After 2002 there seems to be some decline in investment and growth figures, and government calls for new negotiation around wage moderation, flexibility and industrial peace. After lengthy meetings of the Tripartite Alliance behind closed doors, and further tough negotiations at NEDLAC, labour agrees on wage moderation in exchange for greater investment by business and government in training. The following week, the minister of finance and the president of COSATU are prominent in the grandstands, cheering the amabokke-bokke to victory against the All Blacks.
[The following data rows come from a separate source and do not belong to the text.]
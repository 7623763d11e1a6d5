//! Configuration for one pipeline run.
//!
//! Loaded once at startup from a TOML file and validated before the
//! pipeline runs. Invalid configs are rejected with a clear error rather
//! than silently falling back to defaults.
//!
//! # Example
//! ```toml
//! [pipeline]
//! worker_count = 20
//!
//! [llm]
//! base_url = "https://openrouter.ai/api/v1"
//! model    = "openai/gpt-4o-mini"
//!
//! [priority]
//! base = 5
//! high_type_bonus = 3
//! negative_sentiment_bonus = 2
//! vip_bonus = 2
//!
//! [routing]
//! rr_spread_threshold = 3
//! fallback_capitals   = ["Алматы", "Астана"]
//! ```

use std::path::Path;

use serde::{Deserialize, Serialize};

use crate::error::ConfigError;

/// Top-level run configuration.
#[derive(Debug, Clone, Deserialize, Serialize)]
pub struct Config {
    #[serde(default)]
    pub pipeline: PipelineConfig,
    #[serde(default)]
    pub llm: LlmConfig,
    #[serde(default)]
    pub priority: PriorityConfig,
    #[serde(default)]
    pub routing: RoutingConfig,
}

impl Config {
    pub fn load(path: &Path) -> Result<Self, ConfigError> {
        let content = std::fs::read_to_string(path)
            .map_err(|source| ConfigError::Read { path: path.display().to_string(), source })?;
        let config: Self =
            toml::from_str(&content).map_err(|source| ConfigError::Parse { source })?;
        config.validate()?;
        Ok(config)
    }

    fn validate(&self) -> Result<(), ConfigError> {
        if self.pipeline.worker_count == 0 {
            return Err(ConfigError::Invalid {
                reason: "pipeline.worker_count must be at least 1".to_string(),
            });
        }
        if self.routing.fallback_capitals.is_empty() {
            return Err(ConfigError::Invalid {
                reason: "routing.fallback_capitals must name at least one office".to_string(),
            });
        }
        Ok(())
    }

    /// Whether the LLM adapter should even be attempted — the adapter
    /// itself still disables if credentials are absent (spec §4.6).
    pub fn llm_enabled(&self) -> bool {
        self.llm.enabled
    }
}

impl Default for Config {
    fn default() -> Self {
        Self {
            pipeline: PipelineConfig::default(),
            llm: LlmConfig::default(),
            priority: PriorityConfig::default(),
            routing: RoutingConfig::default(),
        }
    }
}

/// Concurrency and general pipeline settings.
#[derive(Debug, Clone, Deserialize, Serialize)]
pub struct PipelineConfig {
    /// Bounded concurrency for the enrichment fan-out (default: 20) — mirrors
    /// `original_source/run.py`'s `MAX_WORKERS`.
    #[serde(default = "defaults::worker_count")]
    pub worker_count: usize,
}

impl Default for PipelineConfig {
    fn default() -> Self {
        Self { worker_count: defaults::worker_count() }
    }
}

/// LLM enrichment backend settings.
#[derive(Debug, Clone, Deserialize, Serialize)]
pub struct LlmConfig {
    /// Whether enrichment should even attempt the LLM path (default: true).
    /// The adapter still disables itself if no credentials are found.
    #[serde(default = "defaults::llm_enabled")]
    pub enabled: bool,

    #[serde(default = "defaults::llm_base_url")]
    pub base_url: String,

    #[serde(default = "defaults::llm_model")]
    pub model: String,

    /// Per-call timeout in milliseconds (default: 15000).
    #[serde(default = "defaults::llm_timeout_ms")]
    pub timeout_ms: u64,
}

impl Default for LlmConfig {
    fn default() -> Self {
        Self {
            enabled: defaults::llm_enabled(),
            base_url: defaults::llm_base_url(),
            model: defaults::llm_model(),
            timeout_ms: defaults::llm_timeout_ms(),
        }
    }
}

/// Priority-scoring weights (spec §4.7.1).
#[derive(Debug, Clone, Deserialize, Serialize)]
pub struct PriorityConfig {
    #[serde(default = "defaults::priority_base")]
    pub base: i32,
    #[serde(default = "defaults::high_type_bonus")]
    pub high_type_bonus: i32,
    #[serde(default = "defaults::negative_sentiment_bonus")]
    pub negative_sentiment_bonus: i32,
    #[serde(default = "defaults::vip_bonus")]
    pub vip_bonus: i32,
}

impl Default for PriorityConfig {
    fn default() -> Self {
        Self {
            base: defaults::priority_base(),
            high_type_bonus: defaults::high_type_bonus(),
            negative_sentiment_bonus: defaults::negative_sentiment_bonus(),
            vip_bonus: defaults::vip_bonus(),
        }
    }
}

/// Routing / load-balancing tuning.
#[derive(Debug, Clone, Deserialize, Serialize)]
pub struct RoutingConfig {
    /// Load spread above which the fairness override picks the least-loaded
    /// manager instead of alternating the top two (default: 3).
    #[serde(default = "defaults::rr_spread_threshold")]
    pub rr_spread_threshold: i64,

    /// Ordered pair of capitals used by the 50/50 default-office fallback
    /// (spec §4.8.1) when a ticket has no usable city/region at all: the
    /// first entry alternates in as the secondary pick, the second is the
    /// ultimate default office when a ticket's country can't be resolved at
    /// all.
    #[serde(default = "defaults::fallback_capitals")]
    pub fallback_capitals: Vec<String>,
}

impl Default for RoutingConfig {
    fn default() -> Self {
        Self {
            rr_spread_threshold: defaults::rr_spread_threshold(),
            fallback_capitals: defaults::fallback_capitals(),
        }
    }
}

mod defaults {
    pub fn worker_count() -> usize { 20 }
    pub fn llm_enabled() -> bool { true }
    pub fn llm_base_url() -> String { "https://openrouter.ai/api/v1".to_string() }
    pub fn llm_model() -> String { "openai/gpt-4o-mini".to_string() }
    pub fn llm_timeout_ms() -> u64 { 15_000 }
    pub fn priority_base() -> i32 { 5 }
    pub fn high_type_bonus() -> i32 { 3 }
    pub fn negative_sentiment_bonus() -> i32 { 2 }
    pub fn vip_bonus() -> i32 { 2 }
    pub fn rr_spread_threshold() -> i64 { 3 }
    pub fn fallback_capitals() -> Vec<String> {
        vec!["Алматы".to_string(), "Астана".to_string()]
    }
}

#[cfg(test)]
mod tests {
    use super::*;

    #[test]
    fn default_config_is_valid() {
        let config = Config::default();
        assert!(config.validate().is_ok());
    }

    #[test]
    fn minimal_toml_applies_defaults() {
        let config: Config = toml::from_str("").unwrap();
        assert_eq!(config.pipeline.worker_count, 20);
        assert_eq!(config.routing.rr_spread_threshold, 3);
        assert_eq!(config.routing.fallback_capitals, vec!["Алматы", "Астана"]);
    }

    #[test]
    fn validation_rejects_zero_workers() {
        let mut config = Config::default();
        config.pipeline.worker_count = 0;
        assert!(config.validate().is_err());
    }

    #[test]
    fn validation_rejects_empty_fallback_capitals() {
        let mut config = Config::default();
        config.routing.fallback_capitals.clear();
        assert!(config.validate().is_err());
    }

    #[test]
    fn overridden_values_round_trip() {
        let config: Config = toml::from_str(
            r#"
            [pipeline]
            worker_count = 5

            [llm]
            enabled = false

            [routing]
            rr_spread_threshold = 10
            "#,
        )
        .unwrap();
        assert_eq!(config.pipeline.worker_count, 5);
        assert!(!config.llm_enabled());
        assert_eq!(config.routing.rr_spread_threshold, 10);
    }
}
At the same time, a new militant federation emerges. Although it is still small, it attacks the national agreement struck at NEDLAC as a sellout. Unions should fight for higher wages for their members, not get involved in solving management’s problems, it argues. This federation also argues against unions getting involved in politics or political alliances.

Informal sector organisations, such as the Hawkers and Vendors Organisation, apply to affiliate to COSATU. New unions and professional associations appear among the more skilled and professional workers. They do not affiliate to COSATU, saying that it does not offer them anything.

Over the years RDP delivery increases. Millions of houses are built, but there are still huge shack settlements.

Despite tremendous progress, the successes of the new South Africa seem shaky. There are questions over the political direction of the ANC government, and over the prospects for continued economic growth. Will there still be pap ‘n vleis for most people? Who will get the gravy? What about those who have still not benefited from growth or the RDP?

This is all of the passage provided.